# USA->DE software engineer hiring/visa process



## hgaustin

I'm seeking any comments, ideally based on experience.

My consideration is to move to Berlin for a couple of years and work as a software engineer or programmer.

I've read the formal outline of government requirements and it seems a bit too easy. 

I've a Bachelor's degree in computer science and work experience and lots of money to support myself and single/no kids.

My plan would be to go there on a short term non-work visa and seek a hired position and then in turn a work visa. 

In reality, is it indeed feasible for companies, including smaller ones, to hire in this way? I emphasize "feasible," as in the USA, there's actually huge red tape and many barriers to hiring non-residents for software positions- they are only awarded by lottery.


----------



## Nononymous

It does seem relatively easy, at least on paper.

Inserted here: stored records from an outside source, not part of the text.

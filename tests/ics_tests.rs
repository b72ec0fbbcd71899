use chrono::{NaiveDate, NaiveTime, TimeZone, Utc};
use std::io::BufReader;
use study_schedule::ics::{CalendarEmitter, PRODUCT_ID, parse_timezone};
use study_schedule::{Allocation, StudyItem, StudyWeek, allocate, emit};

fn d(y: i32, m: u32, d: u32) -> NaiveDate {
    NaiveDate::from_ymd_opt(y, m, d).unwrap()
}

fn nine() -> NaiveTime {
    NaiveTime::from_hms_opt(9, 0, 0).unwrap()
}

fn sample_allocation() -> Allocation {
    let items = vec![
        StudyItem::new("todo", "Math", 90.0),
        StudyItem::new("todo", "Physics", 45.0),
    ];
    // Mondays and Wednesdays, 1 hour a day, starting Monday 2025-01-06
    let week = StudyWeek::from_iso_numbers([1, 3]).unwrap();
    allocate(&items, d(2025, 1, 6), &week, 60.0).unwrap()
}

fn emitter(capacity: f64) -> CalendarEmitter {
    let tz = parse_timezone("America/Sao_Paulo").unwrap();
    CalendarEmitter::new(nine(), tz, capacity)
        .unwrap()
        .with_dtstamp(Utc.with_ymd_and_hms(2025, 1, 1, 0, 0, 0).unwrap())
}

fn property<'a>(props: &'a [ical::property::Property], name: &str) -> Option<&'a str> {
    props
        .iter()
        .find(|p| p.name == name)
        .and_then(|p| p.value.as_deref())
}

#[test]
fn events_cover_each_day_with_the_full_window() {
    let events = emitter(60.0).events(&sample_allocation()).unwrap();
    assert_eq!(events.len(), 3);

    assert_eq!(events[0].date, d(2025, 1, 6));
    assert_eq!(events[0].summary, "Study Block 2025-01-06");
    assert_eq!(events[0].description, "Classes today:\nMath");
    assert_eq!(events[0].start.naive_local(), d(2025, 1, 6).and_time(nine()));
    assert_eq!((events[0].end - events[0].start).num_minutes(), 60);

    // Wednesday holds the rest of Math followed by Physics
    assert_eq!(events[1].date, d(2025, 1, 8));
    assert_eq!(events[1].description, "Classes today:\nMath\nPhysics");
    assert_eq!(events[2].date, d(2025, 1, 13));
    assert_eq!(events[2].description, "Classes today:\nPhysics");
}

#[test]
fn rendered_calendar_parses_back() {
    let text = emitter(60.0).render(&sample_allocation()).unwrap();
    assert!(text.starts_with("BEGIN:VCALENDAR\r\n"));
    assert!(text.ends_with("END:VCALENDAR\r\n"));

    let mut parser = ical::IcalParser::new(BufReader::new(text.as_bytes()));
    let calendar = parser.next().expect("one calendar").expect("valid calendar");
    assert!(parser.next().is_none());

    assert_eq!(property(&calendar.properties, "VERSION"), Some("2.0"));
    assert_eq!(property(&calendar.properties, "PRODID"), Some(PRODUCT_ID));
    assert_eq!(
        property(&calendar.properties, "X-WR-TIMEZONE"),
        Some("America/Sao_Paulo")
    );

    assert_eq!(calendar.events.len(), 3);
    let first = &calendar.events[0].properties;
    assert_eq!(property(first, "SUMMARY"), Some("Study Block 2025-01-06"));
    // Sao Paulo is UTC-3 in January
    assert_eq!(property(first, "DTSTART"), Some("20250106T120000Z"));
    assert_eq!(property(first, "DTEND"), Some("20250106T130000Z"));
    assert_eq!(property(first, "DTSTAMP"), Some("20250101T000000Z"));
    assert_eq!(
        property(first, "UID"),
        Some("2025-01-06-study-block@study-schedule")
    );
    let description = property(first, "DESCRIPTION").unwrap();
    assert!(description.starts_with("Classes today:"));
    assert!(description.contains("Math"));
}

#[test]
fn end_follows_capacity_not_usage() {
    let items = vec![StudyItem::new("todo", "Short", 10.0)];
    let allocation = allocate(&items, d(2025, 1, 6), &StudyWeek::every_day(), 120.0).unwrap();
    let text = emitter(120.0).render(&allocation).unwrap();
    assert!(text.contains("DTSTART:20250106T120000Z\r\n"));
    assert!(text.contains("DTEND:20250106T140000Z\r\n"));
}

#[test]
fn subjects_with_reserved_characters_are_escaped() {
    let items = vec![StudyItem::new("todo", "Stats; part 1, intro", 30.0)];
    let allocation = allocate(&items, d(2025, 1, 6), &StudyWeek::every_day(), 60.0).unwrap();
    let text = emitter(60.0).render(&allocation).unwrap();
    assert!(text.contains("DESCRIPTION:Classes today:\\nStats\\; part 1\\, intro\r\n"));
}

#[test]
fn every_physical_line_fits_75_octets() {
    let subject = "Very long subject name that keeps going ".repeat(5);
    let items = vec![StudyItem::new("todo", subject, 30.0)];
    let allocation = allocate(&items, d(2025, 1, 6), &StudyWeek::every_day(), 60.0).unwrap();
    let text = emitter(60.0).render(&allocation).unwrap();
    for line in text.split("\r\n") {
        assert!(line.len() <= 75, "line exceeds 75 octets: {line:?}");
    }

    let mut parser = ical::IcalParser::new(BufReader::new(text.as_bytes()));
    let calendar = parser.next().unwrap().unwrap();
    let description = property(&calendar.events[0].properties, "DESCRIPTION").unwrap();
    assert!(description.contains("keeps going Very long subject"));
}

#[test]
fn empty_allocation_still_yields_a_calendar() {
    let text = emitter(60.0).render(&Allocation::new()).unwrap();
    assert!(text.contains("BEGIN:VCALENDAR"));
    assert!(!text.contains("BEGIN:VEVENT"));
}

#[test]
fn free_function_matches_emitter_and_validates_inputs() {
    let allocation = sample_allocation();
    let bytes = emit(&allocation, nine(), "Europe/Berlin", 60.0).unwrap();
    let text = String::from_utf8(bytes).unwrap();
    // Berlin is UTC+1 in January
    assert!(text.contains("DTSTART:20250106T080000Z"));

    let err = emit(&allocation, nine(), "Mars/Olympus_Mons", 60.0).unwrap_err();
    assert_eq!(err.field(), Some("timezone"));

    let err = emit(&allocation, nine(), "Europe/Berlin", 0.0).unwrap_err();
    assert!(err.is_unschedulable());
}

As a US citizen you don't need a visa before you arrive in Germany, you can stay up to 3 months as a tourist, start looking for a job, and apply for residence and work permits once you find something. (How it goes after that, I'm not totally sure, but I think the chances are good.) Look into the "freelancer visa" as well, that might be a good option if you're only planning on staying a couple of years.

However, it's worth contacting some companies ahead of time. 

How is your German? Better possibilities if you speak the language, but in the IT world, not necessarily a huge barrier if you don't.


----------



## hgaustin

Nononymous said:


> It does seem relatively easy, at least on paper.
> 
> As a US citizen you don't need a visa before you arrive in Germany, you can stay up to 3 months as a tourist, start looking for a job, and apply for residence and work permits once you find something. (How it goes after that, I'm not totally sure, but I think the chances are good.) Look into the "freelancer visa" as well, that might be a good option if you're only planning on staying a couple of years.
> 
> However, it's worth contacting some companies ahead of time.
> 
> How is your German? Better possibilities if you speak the language, but in the IT world, not necessarily a huge barrier if you don't.


There's now a "jobseeker's visa" that is 6 months, which is available to other 1st world nationals (USA, Australia, Japan, etc) with a degree; and there doesn't appear to be any particular barrier to job eligibility, as long as it pays 45000 euros. (Or 35000 euros actually for IT fields.) The official website says that Federal Employment Agency approval isn't required. 

But I do wonder if things are indeed so easy, in real practice.


----------



## Nononymous

hgaustin said:


> There's now a "jobseeker's visa" that is 6 months, which is available to other 1st world nationals (USA, Australia, Japan, etc) with a degree; and there doesn't appear to be any particular barrier to job eligibility, as long as it pays 45000 euros. (Or 35000 euros actually for IT fields.) The official website says that Federal Employment Agency approval isn't required.
> 
> But I do wonder if things are indeed so easy, in real practice.


I looked into that as well, but as I'm only going to be in Germany for five months later this year, and will just work on contract (I have a job lined up) it didn't seem worth it.

I'm still a bit puzzled by this one for a US or Canadian citizen (who can just show up without a visa then apply for residence and work permits after arrival) the only advantage I could see was that you had six months to find a job, rather than the 90 days you'd otherwise be able to stay as a tourist.


----------



## sweetginger

Getting a 'Job Seeker Visa' will be trick due to lot pf paper works. you need to prove and provide a detailed plan during your stay and your action list to find jobs here. In addition you also need to show them what you will do if you don't get a job. This Visa is geared more toward 3rd Nations.

If you are a US citizen, best way would be come here for 90 days and try to get a job. If you have have one, then you can apply for a work permit, which is much easier process than a job seeker visa.

Hope this helps

SweetGinger


----------